UNITED NATIONS   -   Prime Minister Shehbaz Sharif makes his debut on world stage when addresses the 77ses­sion of UN General Assembly on Friday in which he is set to highlight the massive devasta­tion left behind by the deadly climate-induced floods, and ap­peal for international help to deal with the catastrophe.
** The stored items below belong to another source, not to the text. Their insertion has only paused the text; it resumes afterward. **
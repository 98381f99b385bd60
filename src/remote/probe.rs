//! Health readout for published documents.

use serde::Serialize;
use serde_json::Value;

use super::{RemoteSource, PUBLISHED_DOCUMENTS};
use crate::models::VersionToken;

/// Published documents smaller than this are probably truncated or empty.
pub const SMALL_FILE_BYTES: usize = 50_000;

#[derive(Debug, Clone, PartialEq, Eq, Serialize)]
pub struct RemoteFileStatus {
    pub document: String,
    pub size_bytes: usize,
    pub version: String,
    pub status: String,
}

/// Fetch one document and describe what the host is serving.
pub async fn probe<R: RemoteSource>(remote: &R, document: &str) -> RemoteFileStatus {
    let mut report = RemoteFileStatus {
        document: document.to_string(),
        size_bytes: 0,
        version: "-".to_string(),
        status: String::new(),
    };

    let response = match remote.get(document).await {
        Ok(response) => response,
        Err(failure) => {
            report.status = format!("Error: {}", failure);
            return report;
        }
    };
    if !response.is_success() {
        report.version = "Not Found".to_string();
        report.status = format!("HTTP {}", response.status);
        return report;
    }

    report.size_bytes = response.body.len();
    if response.is_large_file_pointer() {
        report.version = "GIT LFS ERROR".to_string();
        report.status = "LFS Pointer detected".to_string();
        return report;
    }

    report.version = match serde_json::from_str::<Value>(&response.body) {
        Ok(body) => {
            let version = VersionToken::from_json(body.get("version"));
            if version.is_empty() {
                "No Ver".to_string()
            } else {
                version.to_string()
            }
        }
        Err(_) => "Invalid JSON".to_string(),
    };
    report.status = if report.size_bytes < SMALL_FILE_BYTES {
        "Small".to_string()
    } else {
        "Good".to_string()
    };
    report
}

/// Probe every document a deployment may publish.
pub async fn probe_published<R: RemoteSource>(remote: &R) -> Vec<RemoteFileStatus> {
    let mut reports = Vec::with_capacity(PUBLISHED_DOCUMENTS.len());
    for document in PUBLISHED_DOCUMENTS {
        reports.push(probe(remote, document).await);
    }
    reports
}

#[cfg(test)]
mod tests {
    use super::*;
    use crate::remote::fixture::FixtureRemote;
    use serde_json::json;

    #[tokio::test]
    async fn test_probe_statuses() {
        let remote = FixtureRemote::new();
        remote.serve_json("data_core.json", &json!({ "version": "1700000000000" }));
        remote.serve(
            "data_about.json",
            200,
            Some("text/plain"),
            "version https://git-lfs.github.com/spec/v1\noid sha256:abc\n",
        );
        let big = json!({ "products": ["x".repeat(SMALL_FILE_BYTES)] });
        remote.serve_json("data_products.json", &big);

        let reports = probe_published(&remote).await;
        assert_eq!(reports.len(), 4);

        assert_eq!(reports[0].version, "1700000000000");
        assert_eq!(reports[0].status, "Small");

        assert_eq!(reports[1].version, "GIT LFS ERROR");
        assert_eq!(reports[1].status, "LFS Pointer detected");

        assert_eq!(reports[2].version, "No Ver");
        assert_eq!(reports[2].status, "Good");
        assert!(reports[2].size_bytes > SMALL_FILE_BYTES);

        assert_eq!(reports[3].version, "Not Found");
        assert_eq!(reports[3].status, "HTTP 404");
        assert_eq!(reports[3].size_bytes, 0);
    }
}
//! HTTP client with retry and rate limiting
//!
//! Every service operation goes through [`HttpClient::request`], which
//! handles:
//! - Automatic retries with configurable backoff
//! - Rate limiting to prevent API throttling
//! - Error classification for retry decisions
//! - JSON response parsing

use super::rate_limit::{RateLimiter, RateLimiterConfig};
use crate::error::{Error, Result};
use crate::types::{BackoffType, StringMap};
use reqwest::{Client, Method, RequestBuilder, Response, StatusCode};
use serde::de::DeserializeOwned;
use serde_json::Value;
use std::time::Duration;
use tracing::{debug, warn};

/// Configuration for the HTTP client
#[derive(Debug, Clone)]
pub struct HttpClientConfig {
    /// Base URL for all requests
    pub base_url: Option<String>,
    /// Request timeout
    pub timeout: Duration,
    /// Maximum number of retries
    pub max_retries: u32,
    /// Initial delay for backoff
    pub initial_backoff: Duration,
    /// Maximum delay for backoff
    pub max_backoff: Duration,
    /// Type of backoff strategy
    pub backoff_type: BackoffType,
    /// Rate limiter configuration
    pub rate_limit: Option<RateLimiterConfig>,
    /// Default headers for all requests
    pub default_headers: StringMap,
    /// Static bearer token for the `Authorization` header
    pub bearer_token: Option<String>,
    /// User agent string
    pub user_agent: String,
}

impl Default for HttpClientConfig {
    fn default() -> Self {
        Self {
            base_url: None,
            timeout: Duration::from_secs(30),
            max_retries: 3,
            initial_backoff: Duration::from_millis(100),
            max_backoff: Duration::from_secs(30),
            backoff_type: BackoffType::Exponential,
            rate_limit: Some(RateLimiterConfig::default()),
            default_headers: StringMap::new(),
            bearer_token: None,
            user_agent: format!("platform-services-rust/{}", env!("CARGO_PKG_VERSION")),
        }
    }
}

impl HttpClientConfig {
    /// Create a new config builder
    pub fn builder() -> HttpClientConfigBuilder {
        HttpClientConfigBuilder::default()
    }
}

/// Builder for HTTP client config
#[derive(Debug, Default)]
pub struct HttpClientConfigBuilder {
    config: HttpClientConfig,
}

impl HttpClientConfigBuilder {
    /// Set the base URL
    #[must_use]
    pub fn base_url(mut self, url: impl Into<String>) -> Self {
        self.config.base_url = Some(url.into());
        self
    }

    /// Set the request timeout
    #[must_use]
    pub fn timeout(mut self, timeout: Duration) -> Self {
        self.config.timeout = timeout;
        self
    }

    /// Set max retries
    #[must_use]
    pub fn max_retries(mut self, retries: u32) -> Self {
        self.config.max_retries = retries;
        self
    }

    /// Set backoff configuration
    #[must_use]
    pub fn backoff(mut self, backoff_type: BackoffType, initial: Duration, max: Duration) -> Self {
        self.config.backoff_type = backoff_type;
        self.config.initial_backoff = initial;
        self.config.max_backoff = max;
        self
    }

    /// Set rate limiter
    #[must_use]
    pub fn rate_limit(mut self, config: RateLimiterConfig) -> Self {
        self.config.rate_limit = Some(config);
        self
    }

    /// Disable rate limiting
    #[must_use]
    pub fn no_rate_limit(mut self) -> Self {
        self.config.rate_limit = None;
        self
    }

    /// Add a default header
    #[must_use]
    pub fn header(mut self, key: impl Into<String>, value: impl Into<String>) -> Self {
        self.config.default_headers.insert(key.into(), value.into());
        self
    }

    /// Set a static bearer token
    #[must_use]
    pub fn bearer_token(mut self, token: impl Into<String>) -> Self {
        self.config.bearer_token = Some(token.into());
        self
    }

    /// Set user agent
    #[must_use]
    pub fn user_agent(mut self, agent: impl Into<String>) -> Self {
        self.config.user_agent = agent.into();
        self
    }

    /// Build the config
    pub fn build(self) -> HttpClientConfig {
        self.config
    }
}

/// Configuration for a single request
#[derive(Debug, Clone, Default)]
pub struct RequestConfig {
    /// Query parameters
    pub query: StringMap,
    /// Request headers
    pub headers: StringMap,
    /// Request body (JSON)
    pub body: Option<Value>,
    /// Override timeout for this request
    pub timeout: Option<Duration>,
    /// Override max retries for this request
    pub max_retries: Option<u32>,
}

impl RequestConfig {
    /// Create a new request config
    pub fn new() -> Self {
        Self::default()
    }

    /// Add a query parameter
    #[must_use]
    pub fn query(mut self, key: impl Into<String>, value: impl Into<String>) -> Self {
        self.query.insert(key.into(), value.into());
        self
    }

    /// Add a query parameter when a value is present
    #[must_use]
    pub fn query_opt<V: ToString>(mut self, key: impl Into<String>, value: Option<V>) -> Self {
        if let Some(value) = value {
            self.query.insert(key.into(), value.to_string());
        }
        self
    }

    /// Add a header
    #[must_use]
    pub fn header(mut self, key: impl Into<String>, value: impl Into<String>) -> Self {
        self.headers.insert(key.into(), value.into());
        self
    }

    /// Add several headers
    #[must_use]
    pub fn headers(mut self, headers: StringMap) -> Self {
        self.headers.extend(headers);
        self
    }

    /// Set JSON body
    #[must_use]
    pub fn json(mut self, body: Value) -> Self {
        self.body = Some(body);
        self
    }

    /// Set timeout
    #[must_use]
    pub fn timeout(mut self, timeout: Duration) -> Self {
        self.timeout = Some(timeout);
        self
    }

    /// Set max retries
    #[must_use]
    pub fn retries(mut self, retries: u32) -> Self {
        self.max_retries = Some(retries);
        self
    }
}

/// HTTP client with retry and rate limiting
///
/// Cloning is cheap; clones share the connection pool and rate limiter.
#[derive(Clone)]
pub struct HttpClient {
    client: Client,
    config: HttpClientConfig,
    rate_limiter: Option<RateLimiter>,
}

impl HttpClient {
    /// Create a new HTTP client with default configuration
    pub fn new() -> Result<Self> {
        Self::with_config(HttpClientConfig::default())
    }

    /// Create a new HTTP client with custom configuration
    pub fn with_config(config: HttpClientConfig) -> Result<Self> {
        let client = Client::builder()
            .timeout(config.timeout)
            .user_agent(&config.user_agent)
            .build()?;

        let rate_limiter = config.rate_limit.as_ref().map(RateLimiter::new);

        Ok(Self {
            client,
            config,
            rate_limiter,
        })
    }

    /// Get the client configuration
    pub fn config(&self) -> &HttpClientConfig {
        &self.config
    }

    /// Check if rate limiting is enabled
    pub fn has_rate_limiter(&self) -> bool {
        self.rate_limiter.is_some()
    }

    /// Make a request, retrying transient failures
    ///
    /// Non-success statuses that survive the retries become
    /// [`Error::HttpStatus`] carrying the response body.
    pub async fn request(
        &self,
        method: Method,
        url: &str,
        config: RequestConfig,
    ) -> Result<Response> {
        let full_url = self.build_url(url);
        let max_retries = config.max_retries.unwrap_or(self.config.max_retries);
        let timeout = config.timeout.unwrap_or(self.config.timeout);
        let mut attempt = 0;

        loop {
            if let Some(ref limiter) = self.rate_limiter {
                limiter.wait().await;
            }

            let outcome = self
                .build_request(&method, &full_url, &config, timeout)
                .send()
                .await;

            let error = match outcome {
                Ok(response) => {
                    let status = response.status();
                    if !status.is_client_error() && !status.is_server_error() {
                        debug!(%method, url = %full_url, status = status.as_u16(), "Request succeeded");
                        return Ok(response);
                    }

                    if status == StatusCode::TOO_MANY_REQUESTS {
                        let retry_after = extract_retry_after(&response);
                        if attempt < max_retries {
                            warn!(
                                "Rate limited (429), attempt {}/{}, waiting {}s",
                                attempt + 1,
                                max_retries + 1,
                                retry_after
                            );
                            tokio::time::sleep(Duration::from_secs(retry_after)).await;
                            attempt += 1;
                            continue;
                        }
                        return Err(Error::RateLimited {
                            retry_after_seconds: retry_after,
                        });
                    }

                    let body = response.text().await.unwrap_or_default();
                    Error::http_status(status.as_u16(), body)
                }
                Err(e) if e.is_timeout() => Error::Timeout {
                    timeout_ms: timeout.as_millis() as u64,
                },
                Err(e) => Error::Http(e),
            };

            let retryable = match &error {
                Error::Http(e) => e.is_connect(),
                other => other.is_retryable(),
            };
            if !retryable || attempt >= max_retries {
                return Err(error);
            }

            let delay = self.calculate_backoff(attempt);
            warn!(
                "Request failed ({}), attempt {}/{}, retrying in {:?}",
                error,
                attempt + 1,
                max_retries + 1,
                delay
            );
            tokio::time::sleep(delay).await;
            attempt += 1;
        }
    }

    /// Make a request and parse the JSON response body
    pub async fn request_json<T: DeserializeOwned>(
        &self,
        method: Method,
        url: &str,
        config: RequestConfig,
    ) -> Result<T> {
        let response = self.request(method, url, config).await?;
        let body = response.bytes().await?;
        Ok(serde_json::from_slice(&body)?)
    }

    /// Make a GET request and parse the JSON response body
    pub async fn get_json<T: DeserializeOwned>(&self, url: &str, config: RequestConfig) -> Result<T> {
        self.request_json(Method::GET, url, config).await
    }

    /// Make a POST request and parse the JSON response body
    pub async fn post_json<T: DeserializeOwned>(
        &self,
        url: &str,
        config: RequestConfig,
    ) -> Result<T> {
        self.request_json(Method::POST, url, config).await
    }

    fn build_request(
        &self,
        method: &Method,
        url: &str,
        config: &RequestConfig,
        timeout: Duration,
    ) -> RequestBuilder {
        let mut req = self.client.request(method.clone(), url).timeout(timeout);

        for (key, value) in &self.config.default_headers {
            req = req.header(key.as_str(), value.as_str());
        }
        for (key, value) in &config.headers {
            req = req.header(key.as_str(), value.as_str());
        }
        if let Some(ref token) = self.config.bearer_token {
            req = req.bearer_auth(token);
        }
        if !config.query.is_empty() {
            req = req.query(&config.query);
        }
        if let Some(ref body) = config.body {
            req = req.json(body);
        }

        req
    }

    /// Build full URL from path
    fn build_url(&self, path: &str) -> String {
        if path.starts_with("http://") || path.starts_with("https://") {
            return path.to_string();
        }

        match &self.config.base_url {
            Some(base) => {
                let base = base.trim_end_matches('/');
                let path = path.trim_start_matches('/');
                format!("{base}/{path}")
            }
            None => path.to_string(),
        }
    }

    /// Calculate backoff delay for a given attempt
    pub fn calculate_backoff(&self, attempt: u32) -> Duration {
        let delay = match self.config.backoff_type {
            BackoffType::Constant => self.config.initial_backoff,
            BackoffType::Linear => self.config.initial_backoff * (attempt + 1),
            BackoffType::Exponential => {
                let factor = 2u32.saturating_pow(attempt);
                self.config.initial_backoff.saturating_mul(factor)
            }
        };

        std::cmp::min(delay, self.config.max_backoff)
    }
}

impl std::fmt::Debug for HttpClient {
    fn fmt(&self, f: &mut std::fmt::Formatter<'_>) -> std::fmt::Result {
        f.debug_struct("HttpClient")
            .field("base_url", &self.config.base_url)
            .field("max_retries", &self.config.max_retries)
            .field("has_bearer_token", &self.config.bearer_token.is_some())
            .field("has_rate_limiter", &self.rate_limiter.is_some())
            .finish_non_exhaustive()
    }
}

/// Extract retry-after header value in seconds
fn extract_retry_after(response: &Response) -> u64 {
    response
        .headers()
        .get("retry-after")
        .and_then(|v| v.to_str().ok())
        .and_then(|s| s.parse().ok())
        .unwrap_or(60)
}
The Pakistani leader is the 12th speaker in the 193-mem­ber Assembly’s high-level de­bate on its 4th day in which some 140 world leader are participat­ing, It is the first in-person ses­sion of the Assembly following the COVID-19 pandemic. During his series of meetings with his counterparts from around the world, Prime Minister Sharif has been briefing them on the floods that have inundated one-third of Pakistan, inflicting huge dam­age to human lives, infrastruc­ture, livestock and crops. “Paki­stan is passing through difficult times and the havoc wreaked by floods, which is obvious be­fore the world, needs serious attention,” he said in his video statement on Wednesday. Some world leaders have responded by making dramatic appeals to the international community to come forward and help Pakistan. Opening the debate on Tuesday, UN Secretary-General Antonio Guterres, who made a solidar­ity visit to Pakistan earlier this month, told world leaders that Pakistan is “drowning not only in floodwater, but in debt.” 

On Wednesday, the UN chief went on to say at a private meeting with world leaders on climate change, “We have all seen the appalling images from Pakistan, and this is just at 1.2 degrees of global warming and we are heading for over 3 de­grees.” And on Wednesday, US President Joe Biden told the General Assembly,, “Pakistan is still underwater needs help.” On his part, Turkish President Recep Tayyip Erdogan, express­ing his condolences, said, “we would like to call out to the in­ternational community to help the people of Pakistan as they’re going through this most unfor­tunate and painful time.” 

Similarly, many other world leaders have drawn attention to the floods in Pakistan. Follow­ing Guterres’ trip to Pakistan, the UN issued a $160 million flash appeal for help Pakistan cope with initial phases of the calamity, but so far it is not yet fully funded. In his address, the Prime Minister will also under­score the need for the resolu­tion of the Kashmir dispute, one of the oldest items on the agen­da of the Security Council, and reaffirm Pakistan’s principled stand on the issue. This year’s UNGA is taking place against a backdrop of complex, intercon­nected crises. Conflict, climate change, and COVID-19 have ex­acerbated inequality, poverty, and hunger across the planet, particularly among the most vulnerable populations.